[Exercise requirements] Starting at the line that contains "fn as_any(&self) ->" and ending at the line that contains "use crate::render::pipeline::test_support;", the lines below are to be given again exactly, with nothing added.

────────────────────────────────────────

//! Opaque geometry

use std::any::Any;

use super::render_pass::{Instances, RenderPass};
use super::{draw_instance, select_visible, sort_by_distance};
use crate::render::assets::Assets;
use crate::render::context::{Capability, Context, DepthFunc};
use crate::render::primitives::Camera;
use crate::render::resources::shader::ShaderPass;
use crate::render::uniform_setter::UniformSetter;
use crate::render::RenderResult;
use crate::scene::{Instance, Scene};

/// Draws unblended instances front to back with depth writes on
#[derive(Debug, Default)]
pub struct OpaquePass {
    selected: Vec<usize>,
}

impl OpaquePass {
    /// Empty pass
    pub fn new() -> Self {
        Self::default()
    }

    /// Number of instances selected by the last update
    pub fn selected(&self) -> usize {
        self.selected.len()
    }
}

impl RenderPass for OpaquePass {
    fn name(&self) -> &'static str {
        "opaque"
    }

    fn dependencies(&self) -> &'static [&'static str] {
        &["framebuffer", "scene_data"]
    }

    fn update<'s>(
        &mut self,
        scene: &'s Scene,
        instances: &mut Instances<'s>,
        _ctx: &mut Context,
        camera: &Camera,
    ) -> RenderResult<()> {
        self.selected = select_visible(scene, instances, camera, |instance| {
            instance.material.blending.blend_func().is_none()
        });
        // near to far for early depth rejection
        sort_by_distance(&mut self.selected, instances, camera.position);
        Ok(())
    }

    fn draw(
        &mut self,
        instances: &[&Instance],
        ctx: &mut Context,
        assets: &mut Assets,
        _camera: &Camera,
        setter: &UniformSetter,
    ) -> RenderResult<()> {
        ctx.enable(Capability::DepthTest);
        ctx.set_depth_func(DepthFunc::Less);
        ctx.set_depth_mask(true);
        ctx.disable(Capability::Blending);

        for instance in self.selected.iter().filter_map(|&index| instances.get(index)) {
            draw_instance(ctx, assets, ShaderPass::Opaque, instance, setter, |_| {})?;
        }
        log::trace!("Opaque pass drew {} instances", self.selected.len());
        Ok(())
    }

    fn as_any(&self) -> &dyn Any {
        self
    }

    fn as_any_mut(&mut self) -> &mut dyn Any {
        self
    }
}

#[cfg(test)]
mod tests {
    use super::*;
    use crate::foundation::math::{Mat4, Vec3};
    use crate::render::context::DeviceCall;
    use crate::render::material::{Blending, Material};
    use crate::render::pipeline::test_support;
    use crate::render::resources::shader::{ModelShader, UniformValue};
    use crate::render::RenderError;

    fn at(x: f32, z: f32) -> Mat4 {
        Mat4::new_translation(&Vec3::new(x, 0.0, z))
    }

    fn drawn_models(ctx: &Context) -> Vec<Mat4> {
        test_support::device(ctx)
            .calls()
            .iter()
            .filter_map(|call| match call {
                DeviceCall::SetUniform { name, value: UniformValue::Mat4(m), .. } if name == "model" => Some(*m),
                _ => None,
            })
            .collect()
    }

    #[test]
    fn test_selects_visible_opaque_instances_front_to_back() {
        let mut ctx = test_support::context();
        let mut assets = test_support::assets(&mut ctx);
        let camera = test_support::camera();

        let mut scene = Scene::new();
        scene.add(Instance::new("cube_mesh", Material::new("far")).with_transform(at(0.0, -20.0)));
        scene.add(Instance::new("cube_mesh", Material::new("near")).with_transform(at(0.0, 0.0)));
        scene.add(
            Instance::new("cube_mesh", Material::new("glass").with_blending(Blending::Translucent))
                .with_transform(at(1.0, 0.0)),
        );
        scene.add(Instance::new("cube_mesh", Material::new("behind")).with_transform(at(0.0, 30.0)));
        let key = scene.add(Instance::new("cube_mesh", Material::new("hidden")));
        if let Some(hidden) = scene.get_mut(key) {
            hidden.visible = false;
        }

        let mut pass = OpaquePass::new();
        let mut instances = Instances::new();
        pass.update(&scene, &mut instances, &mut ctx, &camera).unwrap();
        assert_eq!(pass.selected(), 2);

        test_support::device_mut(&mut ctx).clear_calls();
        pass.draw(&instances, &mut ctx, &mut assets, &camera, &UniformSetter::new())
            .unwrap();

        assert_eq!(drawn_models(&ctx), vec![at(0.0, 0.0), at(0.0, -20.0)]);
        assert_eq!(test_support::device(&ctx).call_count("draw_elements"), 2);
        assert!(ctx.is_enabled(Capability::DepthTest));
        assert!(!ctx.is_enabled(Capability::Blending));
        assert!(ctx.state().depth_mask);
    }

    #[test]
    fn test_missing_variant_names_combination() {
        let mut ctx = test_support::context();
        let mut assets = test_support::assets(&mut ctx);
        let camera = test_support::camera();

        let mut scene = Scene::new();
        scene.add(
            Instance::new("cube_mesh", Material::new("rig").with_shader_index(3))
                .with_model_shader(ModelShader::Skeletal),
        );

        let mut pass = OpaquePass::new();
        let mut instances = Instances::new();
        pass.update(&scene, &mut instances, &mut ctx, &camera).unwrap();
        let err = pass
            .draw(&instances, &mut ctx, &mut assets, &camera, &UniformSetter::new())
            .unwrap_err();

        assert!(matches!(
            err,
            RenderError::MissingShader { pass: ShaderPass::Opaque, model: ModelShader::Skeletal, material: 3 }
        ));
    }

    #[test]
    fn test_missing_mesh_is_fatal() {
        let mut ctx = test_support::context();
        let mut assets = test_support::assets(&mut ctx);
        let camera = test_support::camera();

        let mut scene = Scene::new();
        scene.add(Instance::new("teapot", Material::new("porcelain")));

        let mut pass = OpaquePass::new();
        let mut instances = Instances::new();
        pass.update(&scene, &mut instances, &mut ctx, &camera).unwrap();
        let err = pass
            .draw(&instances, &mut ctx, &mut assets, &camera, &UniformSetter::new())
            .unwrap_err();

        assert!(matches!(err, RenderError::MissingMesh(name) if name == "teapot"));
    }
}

────────────────────────────────────────

[Response to the exercise]
    fn as_any(&self) -> &dyn Any {
        self
    }

    fn as_any_mut(&mut self) -> &mut dyn Any {
        self
    }
}

#[cfg(test)]
mod tests {
    use super::*;
    use crate::foundation::math::{Mat4, Vec3};
    use crate::render::context::DeviceCall;
    use crate::render::material::{Blending, Material};
    use crate::render::pipeline::test_support;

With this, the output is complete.